FDICがGENIUS法に基づき提案した規則制定により、銀行発行ステーブルコインがデフォルトモデルとなり、非銀行発行体が排除され、2000億ドルのステーブルコイン市場が再編される可能性がある。
FDICがGENIUS法に基づき提案した規則制定により、銀行発行ステーブルコインがデフォルトモデルとなり、非銀行発行体が排除され、2000億ドルのステーブルコイン市場が再編される可能性がある。

FDICは4月7日、決済用ステーブルコインの発行体を insured 銀行の子会社とすることを義務付ける規則を提案した。これにより、実質的にデジタルドル市場が銀行セクターに確保され、非銀行系暗号資産企業の参入経路が狭まることになる。
「本提案は、FDIC監督対象銀行の子会社である決済用ステーブルコイン発行体に対する健全性要件を確立するものだ」と、FDICのトラビス・ヒル委員長は144項目の質問を含む規則制定提案の通知に添付された声明で述べた。「本提案は、通貨監督庁(OCC)が2月下旬に発行した規則提案と多くの点で整合している。」
本提案の下では、認可された決済用ステーブルコイン発行体は、米国通貨、 insured 預金取扱機関における要求払預金、または米国債で準備資産を保有しなければならず、単一の金融機関に準備資産の40%を超えて預けてはならない。償還は2営業日以内に行わなければならない。 insured 預金取扱機関に保有される準備預金は、決済用ステーブルコイン発行体の法人預金として扱われるため、個々のステーブルコイン保有者へのパススルー方式での保険は適用されない——これは、一部の暗号ネイティブ発行体が自社商品を販売してきた方法とは異なる。

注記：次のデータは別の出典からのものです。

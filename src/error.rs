use rocket::http::Status;
use rocket::response::{self, Responder};
use rocket::{Request, Response};
use rocket_db_pools::sqlx;
use rocket_okapi::r#gen::OpenApiGenerator;
use rocket_okapi::okapi::openapi3::Responses;
use rocket_okapi::response::OpenApiResponderInner;
use serde::Serialize;
use std::io::Cursor;

/// Failure taxonomy for resource route handlers.
///
/// `NotFound` is used for both "no such row" and "row exists but is not
/// yours" so the two cases are indistinguishable to the client. `Conflict`
/// covers duplicate unique fields and answers with 400, matching the
/// registration contract.
#[derive(Debug)]
pub enum ApiError {
    DatabaseError(sqlx::Error),
    NotFound(String),
    BadRequest(String),
    Conflict(String),
    InternalError(String),
}

#[derive(Serialize)]
struct ErrorResponse {
    error: String,
    message: String,
}

impl<'r> Responder<'r, 'static> for ApiError {
    fn respond_to(self, _: &'r Request<'_>) -> response::Result<'static> {
        let (status, error_type, message) = match self {
            ApiError::DatabaseError(e) => {
                log::error!("database error: {}", e);
                (
                    Status::InternalServerError,
                    "DatabaseError",
                    "Server error".to_string(),
                )
            }
            ApiError::NotFound(msg) => {
                log::debug!("not found: {}", msg);
                (Status::NotFound, "NotFound", msg)
            }
            ApiError::BadRequest(msg) => {
                log::debug!("bad request: {}", msg);
                (Status::BadRequest, "BadRequest", msg)
            }
            ApiError::Conflict(msg) => {
                log::debug!("conflict: {}", msg);
                (Status::BadRequest, "Conflict", msg)
            }
            ApiError::InternalError(msg) => {
                log::error!("internal error: {}", msg);
                (
                    Status::InternalServerError,
                    "InternalError",
                    "Server error".to_string(),
                )
            }
        };

        let error_response = ErrorResponse {
            error: error_type.to_string(),
            message,
        };

        let json = serde_json::to_string(&error_response).unwrap_or_else(|_| {
            r#"{"error":"SerializationError","message":"Failed to serialize error"}"#.to_string()
        });

        Response::build()
            .status(status)
            .header(rocket::http::ContentType::JSON)
            .sized_body(json.len(), Cursor::new(json))
            .ok()
    }
}

impl OpenApiResponderInner for ApiError {
    fn responses(_gen: &mut OpenApiGenerator) -> rocket_okapi::Result<Responses> {
        Ok(Responses::default())
    }
}

impl From<sqlx::Error> for ApiError {
    fn from(err: sqlx::Error) -> Self {
        match &err {
            sqlx::Error::RowNotFound => ApiError::NotFound("Resource not found".to_string()),
            sqlx::Error::Database(db_err) if db_err.is_unique_violation() => {
                ApiError::Conflict("Duplicate value for a unique field".to_string())
            }
            _ => ApiError::DatabaseError(err),
        }
    }
}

2025年7月に成立したGENIUS法の一部である本規則制定は、銀行にステーブルコイン市場での構造的優位性をもたらす。銀行子会社は、主要な連邦規制当局(FDIC、OCC、連邦準備制度理事会、またはNCUA)を通じた合理化された承認プロセスを受ける一方、非銀行事業体は、OCCのライセンスを取得して連邦認定の決済用ステーブルコイン発行体となるか、または財務省が連邦の枠組みと「実質的に類似」していると認定する州の制度の下で運営しなければならない。FDICの提案に対する意見提出期限は6月9日である。
準備資産規制と利回りの禁止
FDICの提案は、決済用ステーブルコイン発行体がトークンの保有に関連して、提携先を通じた取り決めを含め、ステーブルコイン保有者にいかなる形態の利息や利回りを支払うことを禁止する。本規則には、提携先または関連する第三者の報酬契約が禁止された間接的な利回りを構成するという推定規定が含まれており、これはOCCのアプローチと同様のものであり、銀行およびデジタル資産セクターの双方から注目を集めている。

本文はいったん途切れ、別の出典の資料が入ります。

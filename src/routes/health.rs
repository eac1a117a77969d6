//! Lightweight service health endpoint used for readiness checks and tests.

use rocket::serde::json::Json;
use rocket_okapi::okapi::schemars::{self, JsonSchema};
use rocket_okapi::openapi;
use serde::{Deserialize, Serialize};

/// Basic response payload describing API health.
#[derive(Debug, Serialize, Deserialize, JsonSchema)]
pub struct HealthResponse {
    /// Static status string reporting application readiness.
    pub status: String,
}

/// Health check endpoint returning a trivial JSON payload.
#[openapi(tag = "Health")]
#[get("/health")]
pub fn health_check() -> Json<HealthResponse> {
    Json(HealthResponse {
        status: "ok".to_string(),
    })
}
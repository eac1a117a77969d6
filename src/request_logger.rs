use rocket::fairing::{Fairing, Info, Kind};
use rocket::{Data, Request, Response};
use std::time::Instant;

/// Fairing logging one line per HTTP request with timing. Server-side
/// failures are promoted to warn so they stand out at the default filter.
pub struct RequestLogger;

#[rocket::async_trait]
impl Fairing for RequestLogger {
    fn info(&self) -> Info {
        Info {
            name: "Request Logger",
            kind: Kind::Request | Kind::Response,
        }
    }

    async fn on_request(&self, request: &mut Request<'_>, _: &mut Data<'_>) {
        request.local_cache(|| Instant::now());
    }

    async fn on_response<'r>(&self, request: &'r Request<'_>, response: &mut Response<'r>) {
        let start_time = request.local_cache(|| Instant::now());
        let duration = start_time.elapsed();

        let method = request.method();
        let uri = request.uri();
        let status = response.status();
        let millis = duration.as_secs_f64() * 1000.0;

        if status.code >= 500 {
            log::warn!("{} {} -> {} ({:.2}ms)", method, uri, status.code, millis);
        } else {
            log::info!("{} {} -> {} ({:.2}ms)", method, uri, status.code, millis);
        }
    }
}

決済用ステーブルコイン発行体は、約3年間の新規参入期間中に最低500万ドルの資本要件にも直面し、その後の資本水準はリスクエクスポージャーに基づき発行体自身が決定する。事業中断時に運営資金を調達するため、準備資産とは別に、流動性の高い資産(米国通貨、要求払預金、または適格米国債)からなる業務用バックストップを保持しなければならない。
トークン化預金は依然として預金
FDICは本提案を利用して、ブロックチェーンまたは分散型台帳インフラ上に記録されたトークン化預金は、連邦預金保険法の下で依然として預金であることを明確化した。同庁は預金保険規則を改正し、 insured 預金取扱機関による技術または記録管理の選択は預金保険の適用範囲を決定するものではないと規定した。
「市場参加者からは、本提案における明確化を超えて、トークン化預金に関する多くの質問が寄せられるだろう」とヒル氏は述べ、FDICが検討すべき追加の明確化について意見を求めた。

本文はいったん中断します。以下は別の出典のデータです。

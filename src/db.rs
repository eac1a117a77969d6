use rocket_db_pools::{Database, sqlx};

/// Primary application pool, configured under `databases.lms_db`.
#[derive(Database)]
#[database("lms_db")]
pub struct LmsDb(sqlx::PgPool);

pub static MIGRATOR: sqlx::migrate::Migrator = sqlx::migrate!("./migrations");

/// Apply any pending schema migrations. Called once at ignition; a failure
/// here aborts launch rather than serving against a broken schema.
pub async fn run_migrations(pool: &sqlx::PgPool) -> Result<(), sqlx::migrate::MigrateError> {
    MIGRATOR.run(pool).await
}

財務省は別途4月3日、州レベルのステーブルコイン規制制度が連邦の枠組みと「実質的に類似」しているかどうかを判断するための広範な原則を定めた規則を提案した。GENIUS法の下では、未償還発行額が100億ドル未満の州認定の決済用ステーブルコイン発行体は、所在州の制度がその基準を満たしている場合、州規制を選択することができる。財務省の提案に対する意見提出期限は6月2日である。
GENIUS法は、2027年1月18日または最終規則発行から120日後のいずれか早い日に発効する。ほとんどの実施規則は2026年7月18日までに最終化されなければならない。
本記事は情報提供のみを目的としており、投資助言を構成するものではない。